Townsend played college football for the Alabama Crimson Tide and was selected by the Pittsburgh Steelers in the fourth round (117th overall) in the 1998 NFL Draft, where he spent his entire career, besides his final year with the Indianapolis Colts.

Early years
A native of Batesville, Mississippi, Townsend played high school football for the South Panola Tigers, where he was the teammate of fellow future Alabama Crimson Tide star Dwayne Rudd. Townsend played quarterback at South Panola and led the team to the 1993 Mississippi State 5A championship and an undefeated 15–0 record.

Playing career

College
Along with Rudd, Townsend continued his career in college at the University of Alabama where both became members of the Theta Delta Chapter of the Phi Beta Sigma fraternity, in 1995. He majored in business management.

He had seven career interceptions at Alabama.
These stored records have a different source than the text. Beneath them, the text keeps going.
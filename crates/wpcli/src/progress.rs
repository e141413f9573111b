//! Progress reporting from long operations to a UI thread.
//!
//! A batch opens a bounded channel with [`channel`], hands the
//! [`ProgressReporter`] to the operation and reads percentages from the
//! [`ProgressReceiver`] elsewhere. The reporter is the only sender, so the
//! channel closes exactly once: when the reporter is finished or dropped.
//! Readers treat closure as completion.
//!
//! Percentages are exact: `completed * 100 / total` over the planned steps,
//! so the last step of a batch always reports `100.0`.

use std::sync::mpsc::{self, Receiver, SyncSender};
use std::sync::Mutex;

/// Channel capacity used by the CLI.
pub const DEFAULT_CAPACITY: usize = 16;

/// Open a progress channel buffering up to `capacity` updates.
pub fn channel(capacity: usize) -> (ProgressReporter, ProgressReceiver) {
    let (tx, rx) = mpsc::sync_channel(capacity);
    let reporter = ProgressReporter {
        inner: Mutex::new(Inner {
            tx,
            total: 0,
            done: 0,
        }),
    };
    (reporter, ProgressReceiver { rx })
}

/// A reporter nobody listens to.
pub fn silent() -> ProgressReporter {
    let (reporter, receiver) = channel(0);
    drop(receiver);
    reporter
}

struct Inner {
    tx: SyncSender<f64>,
    total: u64,
    done: u64,
}

impl Inner {
    fn percent(&self) -> f64 {
        if self.total == 0 {
            100.0
        } else {
            self.done as f64 * 100.0 / self.total as f64
        }
    }
}

/// Writing half of a progress channel.
///
/// Shared by reference between workers; the step counter and the send happen
/// under one lock, so readers see non-decreasing values.
pub struct ProgressReporter {
    inner: Mutex<Inner>,
}

impl std::fmt::Debug for ProgressReporter {
    fn fmt(&self, f: &mut std::fmt::Formatter<'_>) -> std::fmt::Result {
        f.debug_struct("ProgressReporter")
            .field("percent", &self.percent())
            .finish()
    }
}

impl ProgressReporter {
    fn inner(&self) -> std::sync::MutexGuard<'_, Inner> {
        match self.inner.lock() {
            Ok(guard) => guard,
            Err(poisoned) => poisoned.into_inner(),
        }
    }

    /// Add `steps` to the batch total.
    pub fn plan(&self, steps: u64) {
        self.inner().total += steps;
    }

    /// Complete one step and publish the new percentage.
    pub fn advance(&self) {
        let mut inner = self.inner();
        if inner.done < inner.total {
            inner.done += 1;
        }
        let percent = inner.percent();
        // A gone receiver just means nobody is watching
        if inner.tx.send(percent).is_err() {
            log::trace!("Progress receiver dropped at {percent:.1}%");
        }
    }

    /// Current percentage.
    pub fn percent(&self) -> f64 {
        self.inner().percent()
    }

    /// End the batch and close the channel.
    pub fn finish(self) {
        log::trace!("Progress finished at {:.1}%", self.percent());
    }
}

/// Reading half of a progress channel.
#[derive(Debug)]
pub struct ProgressReceiver {
    rx: Receiver<f64>,
}

impl ProgressReceiver {
    /// Block for the next percentage; `None` once the batch has finished.
    pub fn recv(&self) -> Option<f64> {
        self.rx.recv().ok()
    }
}

impl Iterator for ProgressReceiver {
    type Item = f64;

    fn next(&mut self) -> Option<f64> {
        self.recv()
    }
}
In 1995 at Georgia, Townsend returned a blocked field goal attempt 90 yards for a touchdown in a 31-0 win.

Townsend was named All-SEC in 1995, 1996, and 1997.

National Football League

Pittsburgh Steelers
The Pittsburgh Steelers selected Townsend in the fourth round (117th overall) of the 1998 NFL Draft. He was the 14th cornerback drafted in 1998.

Townsend grew from a special teams player and nickelback (and initially known in Pittsburgh as the first player to wear Rod Woodson's number 26 after left the Steelers), into a solid starter for the Pittsburgh Steelers at cornerback. Townsend was known for his outside speed as a pass rusher. Townsend has recorded 322 tackles, 15.5 quarterback sacks and 18 interceptions during his twelve years as a Steeler. He also had a key sack on Seattle quarterback Matt Hasselbeck during the final minutes of Super Bowl XL, which helped secure the Steelers eventual victory.

On March 23, 2002, the Pittsburgh Steelers signed Townsend to a four-year, $4.20 million contract as an unrestricted free agent that included a signing bonus of $1 million. He visited with the Tampa Bay Buccaneers during free agency and his agent was also contacted by the New England Patriots, Houston Texans, and Atlanta Falcons.

On March 17, 2006, the Pittsburgh Steelers signed Townsend to a four-year, $8 million contract that included a signing bonus of $2 million. He received the contract offer during a visit with the New England Patriots.

During the 2008 season, Townsend accepted the reduced role from starting cornerback to the nickel package.

Indianapolis Colts
In August 2010, Townsend joined the Indianapolis Colts. On November 9, 2010, he was waived by the Colts. For the season, Townsend played in eight Colts games with no starts, and totaled 10 tackles and no interceptions or sacks.

Coaching career

Arizona Cardinals
On February 10, 2011, Townsend was hired as assistant defensive backs coach of the Arizona Cardinals, joining former coach Ray Horton who was named defensive coordinator. In the 2011 NFL draft, the Cardinals selected cornerback Patrick Peterson with the 5th pick. The Cardinals would go 8-8 and miss the playoffs for the second straight year. During the season they would the defeat the would-be NFC West champion San Francisco 49ers 21-19. Under his coaching, safety Adrian Wilson would be named PFF's second-team All-Pro and would be selected to the Pro Bowl.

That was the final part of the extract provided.